Apolipoprotein CIII deficiency prevents the development of hypertriglyceridemia in streptozotocin-induced diabetic mice.

To explore the role of apolipoprotein (apo) CIII in the development of hypertriglyceridemia associated with diabetes mellitus, we examined triglyceride (TG) kinetics in apo CIII - deficient mice (apo CIII - null) and wild-type (WT) (C57BL/6J) mice with diabetes induced by the injection of streptozotocin (STZ). Plasma TG levels increased significantly in WT mice after diabetes was induced (102 +/- 29 v 65 +/- 33 mg/dL, P <.01). Apo CIII-null mice had a significantly lower TG level (35 +/- 9 mg/dL) that remained unchanged even when diabetes was induced (35 +/- 8 mg/dL).
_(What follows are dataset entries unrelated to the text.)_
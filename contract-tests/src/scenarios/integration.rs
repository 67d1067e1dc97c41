//! Scenarios spanning both collections.

use super::{create_record, delete_record, expect_absent, fetch_record};
use crate::checks::{expect_reference, expect_status, expect_subset};
use crate::context::ContractContext;
use crate::outcome::{Outcome, ScenarioResult};
use harness_core::schema::{MoviePatch, NewMovie, NewReview};
use harness_core::{ContractError, ResourceKind};

/// Create a movie, attach a review to it, check the linkage, then delete
/// the review before the movie.
pub async fn movie_with_review(ctx: &ContractContext) -> ScenarioResult {
    let scenario = "integration::movie_with_review";
    let schema = ctx.schema();

    ctx.scoped(|cleanup| async move {
        let parent = NewMovie::new("Integration Test Movie", "Sci-Fi", 2023).to_payload(schema);
        let movie = create_record(ctx, &cleanup, scenario, ResourceKind::Movies, &parent).await?;

        let child = NewReview::new(
            movie.id.clone(),
            "This is a review for the integration test movie",
            5,
        )
        .to_payload(schema);
        let review = create_record(ctx, &cleanup, scenario, ResourceKind::Reviews, &child).await?;
        expect_reference(scenario, &review.record, &schema.review_movie_ref, &movie.id)?;

        let stored = fetch_record(ctx, scenario, &review.url).await?;
        expect_reference(scenario, &stored, &schema.review_movie_ref, &movie.id)?;

        delete_record(ctx, &cleanup, scenario, &review.url).await?;
        delete_record(ctx, &cleanup, scenario, &movie.url).await?;

        Ok::<_, ContractError>(Outcome::Passed)
    })
    .await
}

/// Create, read, update, delete and verify absence of a single movie.
pub async fn movie_lifecycle(ctx: &ContractContext) -> ScenarioResult {
    let scenario = "integration::movie_lifecycle";
    let schema = ctx.schema();

    ctx.scoped(|cleanup| async move {
        let payload = NewMovie::new("Lifecycle Test Movie", "Drama", 2024).to_payload(schema);
        let movie = create_record(ctx, &cleanup, scenario, ResourceKind::Movies, &payload).await?;

        let stored = fetch_record(ctx, scenario, &movie.url).await?;
        expect_subset(scenario, &stored, &payload)?;

        let patch = MoviePatch {
            title: Some("Updated Lifecycle Movie".to_string()),
            genre: Some("Comedy".to_string()),
            release_year: None,
        }
        .to_payload(schema);
        let response = ctx.client.put(&movie.url, &patch).await?;
        expect_status(scenario, &response, 200)?;
        expect_subset(scenario, &response.json()?, &patch)?;

        delete_record(ctx, &cleanup, scenario, &movie.url).await?;
        expect_absent(ctx, scenario, &movie.url).await?;

        Ok::<_, ContractError>(Outcome::Passed)
    })
    .await
}
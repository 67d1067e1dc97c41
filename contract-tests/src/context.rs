use crate::cleanup::Cleanup;
use futures::FutureExt;
use harness_core::observability::init_tracing;
use harness_core::{ApiClient, Config, ContractError, Endpoints, Schema};
use once_cell::sync::Lazy;
use std::collections::HashMap;
use std::future::Future;
use std::panic::AssertUnwindSafe;
use std::sync::Mutex;

pub const DEFAULT_LOG_FILTER: &str = "info,contract_tests=debug,harness_core=debug";

/// Probe results per base URL, shared by every test in the process.
static REACHABILITY: Lazy<Mutex<HashMap<String, Result<(), String>>>> =
    Lazy::new(|| Mutex::new(HashMap::new()));

/// Everything a scenario needs: configuration, endpoint URLs and a client.
///
/// Each test builds its own context. It holds no server-side resources;
/// anything a scenario creates is tied to a [`ContractContext::scoped`] block.
#[derive(Clone)]
pub struct ContractContext {
    pub config: Config,
    pub endpoints: Endpoints,
    pub client: ApiClient,
}

impl ContractContext {
    pub fn new(config: Config) -> Result<Self, ContractError> {
        init_tracing(DEFAULT_LOG_FILTER);
        config.validate()?;

        let client = ApiClient::new(&config)?;
        Ok(Self {
            endpoints: Endpoints::new(&config.base_url),
            config,
            client,
        })
    }

    /// Build a context and make sure the base URL answers.
    ///
    /// The probe runs once per base URL per process. An unreachable URL is
    /// logged the first time only; later calls fail fast with the cached
    /// reason.
    pub async fn connect(config: Config) -> Result<Self, ContractError> {
        let ctx = Self::new(config)?;
        ctx.ensure_reachable().await?;
        Ok(ctx)
    }

    /// [`ContractContext::connect`] with configuration from the environment.
    pub async fn from_env() -> Result<Self, ContractError> {
        Self::connect(Config::load()?).await
    }

    pub fn schema(&self) -> &Schema {
        &self.config.schema
    }

    async fn ensure_reachable(&self) -> Result<(), ContractError> {
        let base_url = self.endpoints.base.clone();

        let cached = lock_reachability().get(&base_url).cloned();
        let outcome = match cached {
            Some(outcome) => outcome,
            None => {
                let outcome = match self.client.probe(&base_url).await {
                    Ok(status) => {
                        tracing::info!(base_url = %base_url, status, "Mock API reachable");
                        Ok(())
                    }
                    Err(e) => Err(e.to_string()),
                };

                let first = lock_reachability()
                    .insert(base_url.clone(), outcome.clone())
                    .is_none();
                if first {
                    if let Err(reason) = &outcome {
                        tracing::error!(base_url = %base_url, "Mock API unreachable: {}", reason);
                    }
                }
                outcome
            }
        };

        outcome.map_err(|reason| ContractError::Unreachable { base_url, reason })
    }

    /// Run `body` with a fresh [`Cleanup`] and delete whatever it registered
    /// once the body finishes, whether it returned `Ok`, `Err` or panicked.
    ///
    /// Cleanup failures are logged and never replace the body's result.
    pub async fn scoped<F, Fut, T>(&self, body: F) -> Result<T, ContractError>
    where
        F: FnOnce(Cleanup) -> Fut,
        Fut: Future<Output = Result<T, ContractError>>,
    {
        let cleanup = Cleanup::new();
        let result = AssertUnwindSafe(body(cleanup.clone())).catch_unwind().await;

        let failures = cleanup.run(&self.client).await;
        if failures > 0 {
            tracing::warn!(failures, "Some created resources could not be cleaned up");
        }

        match result {
            Ok(result) => result,
            Err(panic) => std::panic::resume_unwind(panic),
        }
    }
}

fn lock_reachability() -> std::sync::MutexGuard<'static, HashMap<String, Result<(), String>>> {
    REACHABILITY
        .lock()
        .unwrap_or_else(|poisoned| poisoned.into_inner())
}
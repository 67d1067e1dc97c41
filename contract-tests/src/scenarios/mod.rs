//! Contract scenarios, each independent and responsible for its own data.

pub mod integration;
pub mod lifecycle;
pub mod validation;

use crate::checks::{expect_id, expect_status};
use crate::cleanup::Cleanup;
use crate::context::ContractContext;
use harness_core::schema::record_id;
use harness_core::{ContractError, ResourceKind};
use serde_json::Value;

/// A record the scenario created and registered for cleanup.
#[derive(Debug, Clone)]
pub struct Created {
    pub id: String,
    pub url: String,
    pub record: Value,
}

/// POST `payload` to the collection of `kind`, expecting 201.
///
/// The new record is registered with `cleanup` as soon as an id is visible,
/// before the status is checked, so a misreported status cannot leak data.
pub async fn create_record(
    ctx: &ContractContext,
    cleanup: &Cleanup,
    scenario: &str,
    kind: ResourceKind,
    payload: &Value,
) -> Result<Created, ContractError> {
    let response = ctx
        .client
        .post(ctx.endpoints.collection(kind), payload)
        .await?;

    let record = response.json().ok();
    if response.is_success() {
        if let Some(id) = record.as_ref().and_then(record_id) {
            cleanup.register(ctx.endpoints.item(kind, &id));
        }
    }

    expect_status(scenario, &response, 201)?;
    let record = response.json()?;
    let id = expect_id(scenario, &record)?;
    tracing::debug!(scenario, kind = %kind, id = %id, "Created {}", kind.label());

    Ok(Created {
        url: ctx.endpoints.item(kind, &id),
        id,
        record,
    })
}

/// GET a single record, expecting 200, and return its body.
pub async fn fetch_record(
    ctx: &ContractContext,
    scenario: &str,
    url: &str,
) -> Result<Value, ContractError> {
    let response = ctx.client.get(url).await?;
    expect_status(scenario, &response, 200)?;
    response.json()
}

/// DELETE a record the scenario owns, expecting 200, and drop it from cleanup.
pub async fn delete_record(
    ctx: &ContractContext,
    cleanup: &Cleanup,
    scenario: &str,
    url: &str,
) -> Result<(), ContractError> {
    let response = ctx.client.delete(url).await?;
    expect_status(scenario, &response, 200)?;
    cleanup.release(url);
    Ok(())
}

/// Assert that `url` answers 404.
pub async fn expect_absent(
    ctx: &ContractContext,
    scenario: &str,
    url: &str,
) -> Result<(), ContractError> {
    let response = ctx.client.get(url).await?;
    expect_status(scenario, &response, 404)
}

/// Keys set by a JSON object payload.
pub(crate) fn payload_keys(payload: &Value) -> Vec<String> {
    payload
        .as_object()
        .map(|body| body.keys().cloned().collect())
        .unwrap_or_default()
}
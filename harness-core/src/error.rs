use std::fmt;
use std::time::Duration;
use thiserror::Error;

/// Coarse failure classes used when reporting a scenario.
///
/// `Assertion` means the API answered but behaved wrongly; `Transport`
/// means it could not be reached at all.
#[derive(Debug, Clone, Copy, PartialEq, Eq)]
pub enum FailureCategory {
    Assertion,
    Transport,
    Configuration,
}

impl fmt::Display for FailureCategory {
    fn fmt(&self, f: &mut fmt::Formatter<'_>) -> fmt::Result {
        let label = match self {
            FailureCategory::Assertion => "assertion",
            FailureCategory::Transport => "transport",
            FailureCategory::Configuration => "configuration",
        };
        f.write_str(label)
    }
}

#[derive(Debug, Error)]
pub enum ContractError {
    #[error("{method} {url} failed: {source}")]
    Transport {
        method: String,
        url: String,
        #[source]
        source: reqwest::Error,
    },

    #[error("{method} {url} timed out after {timeout:?}")]
    Timeout {
        method: String,
        url: String,
        timeout: Duration,
    },

    #[error("Base URL {base_url} is unreachable: {reason}")]
    Unreachable { base_url: String, reason: String },

    #[error("Response from {url} is not valid JSON: {source}")]
    Decode {
        url: String,
        #[source]
        source: serde_json::Error,
    },

    #[error("{scenario}: {expectation} (expected {expected}, got {actual})")]
    Assertion {
        scenario: String,
        expectation: String,
        expected: String,
        actual: String,
    },

    #[error("Configuration error: {0}")]
    Config(anyhow::Error),

    #[error("HTTP client error: {0}")]
    Client(reqwest::Error),
}

impl ContractError {
    pub fn assertion(
        scenario: impl Into<String>,
        expectation: impl Into<String>,
        expected: impl fmt::Display,
        actual: impl fmt::Display,
    ) -> Self {
        ContractError::Assertion {
            scenario: scenario.into(),
            expectation: expectation.into(),
            expected: expected.to_string(),
            actual: actual.to_string(),
        }
    }

    pub fn category(&self) -> FailureCategory {
        match self {
            ContractError::Assertion { .. } | ContractError::Decode { .. } => {
                FailureCategory::Assertion
            }
            ContractError::Transport { .. }
            | ContractError::Timeout { .. }
            | ContractError::Unreachable { .. } => FailureCategory::Transport,
            ContractError::Config(_) | ContractError::Client(_) => FailureCategory::Configuration,
        }
    }
}

impl From<config::ConfigError> for ContractError {
    fn from(err: config::ConfigError) -> Self {
        ContractError::Config(anyhow::Error::new(err))
    }
}
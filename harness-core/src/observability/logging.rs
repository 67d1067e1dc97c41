use std::sync::Once;
use tracing_subscriber::EnvFilter;

/// Header carrying the per-request correlation id.
pub const REQUEST_ID_HEADER: &str = "x-request-id";

static INIT: Once = Once::new();

/// Install the process-wide subscriber (only once).
///
/// `RUST_LOG` overrides `default_filter`. Setting `CONTRACT_LOG_FORMAT=json`
/// switches to flattened JSON events with file and line numbers.
pub fn init_tracing(default_filter: &str) {
    INIT.call_once(|| {
        let env_filter =
            EnvFilter::try_from_default_env().unwrap_or_else(|_| EnvFilter::new(default_filter));

        let json = std::env::var("CONTRACT_LOG_FORMAT")
            .map(|v| v.eq_ignore_ascii_case("json"))
            .unwrap_or(false);

        let result = if json {
            tracing_subscriber::fmt()
                .with_env_filter(env_filter)
                .with_test_writer()
                .with_file(true)
                .with_line_number(true)
                .json()
                .flatten_event(true)
                .try_init()
        } else {
            tracing_subscriber::fmt()
                .with_env_filter(env_filter)
                .with_test_writer()
                .try_init()
        };

        if let Err(e) = result {
            eprintln!("Tracing subscriber already installed: {}", e);
        }
    });
}
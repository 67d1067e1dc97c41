//! Assertion helpers that fail with [`ContractError::Assertion`] instead of
//! panicking, so a failing check still runs scoped cleanup and is reported
//! with the scenario name.

use harness_core::http::ApiResponse;
use harness_core::schema::{id_text, record_id};
use harness_core::ContractError;
use serde_json::Value;

pub fn expect_status(
    scenario: &str,
    response: &ApiResponse,
    expected: u16,
) -> Result<(), ContractError> {
    if response.status == expected {
        return Ok(());
    }
    Err(ContractError::assertion(
        scenario,
        format!("status of {} {}", response.method, response.url),
        expected,
        format!("{} with body {}", response.status, truncate(&response.body)),
    ))
}

pub fn expect_status_in(
    scenario: &str,
    response: &ApiResponse,
    allowed: &[u16],
) -> Result<(), ContractError> {
    if allowed.contains(&response.status) {
        return Ok(());
    }
    Err(ContractError::assertion(
        scenario,
        format!("status of {} {}", response.method, response.url),
        format!("one of {:?}", allowed),
        response.status,
    ))
}

pub fn expect_array<'a>(scenario: &str, body: &'a Value) -> Result<&'a Vec<Value>, ContractError> {
    body.as_array().ok_or_else(|| {
        ContractError::assertion(scenario, "body is a JSON array", "array", json_kind(body))
    })
}

/// The record's server-assigned id, which must be present and non-empty.
pub fn expect_id(scenario: &str, record: &Value) -> Result<String, ContractError> {
    record_id(record).ok_or_else(|| {
        ContractError::assertion(
            scenario,
            "record carries a non-empty id",
            "non-empty id",
            record.get("id").cloned().unwrap_or(Value::Null),
        )
    })
}

pub fn expect_fields_present(
    scenario: &str,
    record: &Value,
    fields: &[&str],
) -> Result<(), ContractError> {
    for field in fields {
        if record.get(*field).is_none() {
            return Err(ContractError::assertion(
                scenario,
                format!("record has field '{}'", field),
                "present",
                truncate(&record.to_string()),
            ));
        }
    }
    Ok(())
}

/// Every key of the `expected` object must appear in `record` with an equal value.
pub fn expect_subset(
    scenario: &str,
    record: &Value,
    expected: &Value,
) -> Result<(), ContractError> {
    let Some(expected) = expected.as_object() else {
        return Ok(());
    };

    for (key, value) in expected {
        let actual = record.get(key).unwrap_or(&Value::Null);
        if actual != value {
            return Err(ContractError::assertion(
                scenario,
                format!("field '{}'", key),
                value,
                actual,
            ));
        }
    }
    Ok(())
}

/// Compare a reference field against an id, tolerating string/number
/// differences in how the backend renders ids.
pub fn expect_reference(
    scenario: &str,
    record: &Value,
    field: &str,
    id: &str,
) -> Result<(), ContractError> {
    let actual = record.get(field).and_then(id_text);
    if actual.as_deref() == Some(id) {
        return Ok(());
    }
    Err(ContractError::assertion(
        scenario,
        format!("reference field '{}'", field),
        id,
        actual.unwrap_or_else(|| "nothing".to_string()),
    ))
}

/// Fields of `before` that were not patched must be unchanged in `after`.
pub fn expect_untouched(
    scenario: &str,
    before: &Value,
    after: &Value,
    patched: &[String],
) -> Result<(), ContractError> {
    let Some(before) = before.as_object() else {
        return Err(ContractError::assertion(
            scenario,
            "record is a JSON object",
            "object",
            json_kind(before),
        ));
    };

    for (key, value) in before {
        if patched.iter().any(|p| p == key) {
            continue;
        }
        let actual = after.get(key).unwrap_or(&Value::Null);
        if actual != value {
            return Err(ContractError::assertion(
                scenario,
                format!("unpatched field '{}' is unchanged", key),
                value,
                actual,
            ));
        }
    }
    Ok(())
}

fn json_kind(value: &Value) -> &'static str {
    match value {
        Value::Null => "null",
        Value::Bool(_) => "bool",
        Value::Number(_) => "number",
        Value::String(_) => "string",
        Value::Array(_) => "array",
        Value::Object(_) => "object",
    }
}

fn truncate(text: &str) -> String {
    const MAX: usize = 200;
    match text.char_indices().nth(MAX) {
        Some((index, _)) => format!("{}...", &text[..index]),
        None => text.to_string(),
    }
}
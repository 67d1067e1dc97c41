//! Scoped cleanup of resources created during a scenario.
//!
//! Resources are deleted in reverse registration order, so a child
//! registered after its parent is removed first.

use harness_core::ApiClient;
use std::sync::{Arc, Mutex, MutexGuard};

#[derive(Debug, Clone, Default)]
pub struct Cleanup {
    urls: Arc<Mutex<Vec<String>>>,
}

impl Cleanup {
    pub fn new() -> Self {
        Self::default()
    }

    /// Schedule `url` for deletion when the scope ends.
    pub fn register(&self, url: impl Into<String>) {
        self.lock().push(url.into());
    }

    /// Forget `url`, typically because the scenario deleted it itself.
    /// Returns false if it was not registered.
    pub fn release(&self, url: &str) -> bool {
        let mut urls = self.lock();
        match urls.iter().rposition(|u| u == url) {
            Some(index) => {
                urls.remove(index);
                true
            }
            None => false,
        }
    }

    pub fn pending(&self) -> Vec<String> {
        self.lock().clone()
    }

    /// Delete everything still registered. Failures are logged and
    /// swallowed; the number of failed deletions is returned.
    pub async fn run(&self, client: &ApiClient) -> usize {
        let urls: Vec<String> = self.lock().drain(..).rev().collect();
        let mut failures = 0;

        for url in urls {
            match client.delete(&url).await {
                Ok(response) if response.is_success() || response.status == 404 => {
                    tracing::debug!(url = %url, status = response.status, "Cleaned up");
                }
                Ok(response) => {
                    failures += 1;
                    tracing::warn!(url = %url, status = response.status, "Cleanup delete rejected");
                }
                Err(e) => {
                    failures += 1;
                    tracing::warn!(url = %url, "Cleanup delete failed: {}", e);
                }
            }
        }

        failures
    }

    fn lock(&self) -> MutexGuard<'_, Vec<String>> {
        self.urls.lock().unwrap_or_else(|poisoned| poisoned.into_inner())
    }
}
pub mod logging;

pub use logging::{init_tracing, REQUEST_ID_HEADER};
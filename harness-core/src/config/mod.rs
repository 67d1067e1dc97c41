use crate::error::ContractError;
use crate::schema::Schema;
use config::{Config as Cfg, Environment, File};
use serde::Deserialize;
use std::time::Duration;

/// Hosted mock API project the suite was written against.
pub const DEFAULT_BASE_URL: &str = "https://682ad119ab2b5004cb37d298.mockapi.io";

#[derive(Debug, Deserialize, Clone, PartialEq)]
pub struct Config {
    #[serde(default = "default_base_url")]
    pub base_url: String,
    #[serde(default = "default_request_timeout_secs")]
    pub request_timeout_secs: u64,
    #[serde(default = "default_connect_timeout_secs")]
    pub connect_timeout_secs: u64,
    /// Id assumed never to exist on the server.
    #[serde(default = "default_absent_id")]
    pub absent_id: String,
    #[serde(default)]
    pub schema: Schema,
}

fn default_base_url() -> String {
    DEFAULT_BASE_URL.to_string()
}

fn default_request_timeout_secs() -> u64 {
    10
}

fn default_connect_timeout_secs() -> u64 {
    5
}

fn default_absent_id() -> String {
    "99999".to_string()
}

impl Default for Config {
    fn default() -> Self {
        Self {
            base_url: default_base_url(),
            request_timeout_secs: default_request_timeout_secs(),
            connect_timeout_secs: default_connect_timeout_secs(),
            absent_id: default_absent_id(),
            schema: Schema::default(),
        }
    }
}

fn environment() -> Environment {
    Environment::with_prefix("CONTRACT")
        .prefix_separator("_")
        .separator("__")
}

impl Config {
    /// Load from an optional `contract.{toml,yaml,json}` file and
    /// `CONTRACT_*` environment variables (`CONTRACT_SCHEMA__MOVIE_TITLE`
    /// for nested keys).
    pub fn load() -> Result<Self, ContractError> {
        dotenvy::dotenv().ok();
        Self::from_environment(environment())
    }

    fn from_environment(env: Environment) -> Result<Self, ContractError> {
        let config = Cfg::builder()
            .add_source(File::with_name("contract").required(false))
            .add_source(env)
            .build()?;

        let config: Config = config.try_deserialize()?;
        config.validate()?;
        Ok(config)
    }

    /// Same defaults as [`Config::load`], pointed at another base URL.
    pub fn for_base_url(base_url: impl Into<String>) -> Self {
        Self {
            base_url: base_url.into(),
            ..Self::default()
        }
    }

    pub fn validate(&self) -> Result<(), ContractError> {
        let base = self.base_url.trim();
        if !(base.starts_with("http://") || base.starts_with("https://")) {
            return Err(ContractError::Config(anyhow::anyhow!(
                "base_url must be an http(s) URL, got '{}'",
                self.base_url
            )));
        }
        if self.request_timeout_secs == 0 || self.connect_timeout_secs == 0 {
            return Err(ContractError::Config(anyhow::anyhow!(
                "timeouts must be greater than zero"
            )));
        }
        if self.absent_id.trim().is_empty() {
            return Err(ContractError::Config(anyhow::anyhow!(
                "absent_id must not be empty"
            )));
        }
        self.schema
            .validate()
            .map_err(|e| ContractError::Config(anyhow::anyhow!(e)))
    }

    pub fn request_timeout(&self) -> Duration {
        Duration::from_secs(self.request_timeout_secs)
    }

    pub fn connect_timeout(&self) -> Duration {
        Duration::from_secs(self.connect_timeout_secs)
    }
}
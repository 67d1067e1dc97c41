//! CRUD lifecycle scenarios, written once for both collections.

use super::{create_record, delete_record, expect_absent, fetch_record, payload_keys};
use crate::checks::{
    expect_array, expect_fields_present, expect_id, expect_status, expect_subset,
    expect_untouched,
};
use crate::cleanup::Cleanup;
use crate::context::ContractContext;
use crate::outcome::{Outcome, ScenarioResult};
use harness_core::schema::{MoviePatch, NewMovie, NewReview, ReviewPatch};
use harness_core::{ContractError, ResourceKind};
use serde_json::Value;

fn scenario_name(kind: ResourceKind, step: &str) -> String {
    format!("{}::{}", kind, step)
}

/// Well-formed create payload for `kind`. Reviews get a parent movie of
/// their own, registered with the same cleanup scope.
async fn sample_payload(
    ctx: &ContractContext,
    cleanup: &Cleanup,
    scenario: &str,
    kind: ResourceKind,
) -> Result<Value, ContractError> {
    let schema = ctx.schema();
    match kind {
        ResourceKind::Movies => {
            Ok(NewMovie::new("Test Movie", "Action", 2023).to_payload(schema))
        }
        ResourceKind::Reviews => {
            let parent = NewMovie::new("Reviewed Movie", "Comedy", 2022).to_payload(schema);
            let movie =
                create_record(ctx, cleanup, scenario, ResourceKind::Movies, &parent).await?;
            Ok(NewReview::new(movie.id, "This is a test review", 5).to_payload(schema))
        }
    }
}

fn sample_patch(ctx: &ContractContext, kind: ResourceKind) -> Value {
    let schema = ctx.schema();
    match kind {
        ResourceKind::Movies => MoviePatch {
            title: Some("Updated Movie Title".to_string()),
            genre: Some("Drama".to_string()),
            release_year: None,
        }
        .to_payload(schema),
        ResourceKind::Reviews => ReviewPatch {
            text: Some("Updated review text".to_string()),
            rating: Some(4),
        }
        .to_payload(schema),
    }
}

/// GET the collection: 200, a JSON array, every element schema-valid.
///
/// An empty movie collection fails; an empty review collection is skipped
/// since reviews are not guaranteed to exist.
pub async fn list(ctx: &ContractContext, kind: ResourceKind) -> ScenarioResult {
    let scenario = scenario_name(kind, "list");

    let response = ctx.client.get(ctx.endpoints.collection(kind)).await?;
    expect_status(&scenario, &response, 200)?;
    let body = response.json()?;
    let records = expect_array(&scenario, &body)?;

    if records.is_empty() {
        return match kind {
            ResourceKind::Movies => Err(ContractError::assertion(
                &scenario,
                "collection is non-empty",
                "at least one record",
                0,
            )),
            ResourceKind::Reviews => Ok(Outcome::Skipped(
                "no reviews available to validate".to_string(),
            )),
        };
    }

    let required = ctx.schema().required_fields(kind);
    for record in records {
        expect_fields_present(&scenario, record, &required)?;
        expect_id(&scenario, record)?;
    }

    Ok(Outcome::Passed)
}

/// GET the first listed record by id and expect the same id back.
pub async fn get_by_id(ctx: &ContractContext, kind: ResourceKind) -> ScenarioResult {
    let scenario = scenario_name(kind, "get_by_id");

    let response = ctx.client.get(ctx.endpoints.collection(kind)).await?;
    expect_status(&scenario, &response, 200)?;
    let body = response.json()?;
    let records = expect_array(&scenario, &body)?;

    let Some(first) = records.first() else {
        return Ok(Outcome::Skipped(format!(
            "no {} available to fetch by id",
            kind
        )));
    };
    let id = expect_id(&scenario, first)?;

    let record = fetch_record(ctx, &scenario, &ctx.endpoints.item(kind, &id)).await?;
    let fetched = expect_id(&scenario, &record)?;
    if fetched != id {
        return Err(ContractError::assertion(&scenario, "fetched id", id, fetched));
    }

    Ok(Outcome::Passed)
}

/// POST a well-formed payload: 201, server-assigned id, submitted fields
/// echoed and identical on an immediate read-back.
pub async fn create(ctx: &ContractContext, kind: ResourceKind) -> ScenarioResult {
    let scenario = scenario_name(kind, "create");

    ctx.scoped(|cleanup| async move {
        let payload = sample_payload(ctx, &cleanup, &scenario, kind).await?;
        let created = create_record(ctx, &cleanup, &scenario, kind, &payload).await?;
        expect_subset(&scenario, &created.record, &payload)?;

        let stored = fetch_record(ctx, &scenario, &created.url).await?;
        expect_subset(&scenario, &stored, &payload)?;
        let stored_id = expect_id(&scenario, &stored)?;
        if stored_id != created.id {
            return Err(ContractError::assertion(
                &scenario,
                "id is stable across reads",
                &created.id,
                stored_id,
            ));
        }

        Ok::<_, ContractError>(Outcome::Passed)
    })
    .await
}

/// PUT a partial payload: 200, patched fields reflected, and every other
/// field of the full record unchanged.
pub async fn update(ctx: &ContractContext, kind: ResourceKind) -> ScenarioResult {
    let scenario = scenario_name(kind, "update");

    ctx.scoped(|cleanup| async move {
        let payload = sample_payload(ctx, &cleanup, &scenario, kind).await?;
        let created = create_record(ctx, &cleanup, &scenario, kind, &payload).await?;
        let before = fetch_record(ctx, &scenario, &created.url).await?;

        let patch = sample_patch(ctx, kind);
        let response = ctx.client.put(&created.url, &patch).await?;
        expect_status(&scenario, &response, 200)?;
        expect_subset(&scenario, &response.json()?, &patch)?;

        let after = fetch_record(ctx, &scenario, &created.url).await?;
        expect_subset(&scenario, &after, &patch)?;
        expect_untouched(&scenario, &before, &after, &payload_keys(&patch))?;

        Ok::<_, ContractError>(Outcome::Passed)
    })
    .await
}

/// DELETE a fresh record: 200, then 404 on every later read.
pub async fn delete(ctx: &ContractContext, kind: ResourceKind) -> ScenarioResult {
    let scenario = scenario_name(kind, "delete");

    ctx.scoped(|cleanup| async move {
        let payload = sample_payload(ctx, &cleanup, &scenario, kind).await?;
        let created = create_record(ctx, &cleanup, &scenario, kind, &payload).await?;

        delete_record(ctx, &cleanup, &scenario, &created.url).await?;
        expect_absent(ctx, &scenario, &created.url).await?;
        expect_absent(ctx, &scenario, &created.url).await?;

        Ok::<_, ContractError>(Outcome::Passed)
    })
    .await
}

/// GET an id that should never exist: 404, never 200.
pub async fn not_found(ctx: &ContractContext, kind: ResourceKind) -> ScenarioResult {
    let scenario = scenario_name(kind, "not_found");

    let url = ctx.endpoints.item(kind, &ctx.config.absent_id);
    expect_absent(ctx, &scenario, &url).await?;

    Ok(Outcome::Passed)
}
The TG secretion rate (TGSR) measured by the Triton WR1339 method tended to decrease in diabetic WT, indicating that catabolism of TG was impaired. Apo CIII-null mice showed 2-fold higher TG production than WT mice, indicating markedly faster clearance of TG. The high TGSR was halved when diabetes was induced in apo CIII-null mice, and the fractional catabolic rate (FCR) of TG was also halved, although it was still significantly higher than in WT mice. Lipoprotein lipase (LPL) activity in postheparin plasma was not significantly altered in WT or apo CIII-null mice regardless of the presence or absence of diabetes. [(3)H] very-low-density lipoprotein (VLDL)-TG from WT or apo CIII-null mice showed similar clearance by WT recipients, and this was also observed when VLDL was obtained from diabetic counterparts. In contrast, VLDL-TG was cleared faster by apo CIII-null recipients compared with WT recipients, regardless of the VLDL donors. These results suggest that apo CIII deficiency prevents the development of hypertriglyceridemia associated with diabetes by stimulating TG removal, possibly by promoting the interaction of VLDL with the TG removal system.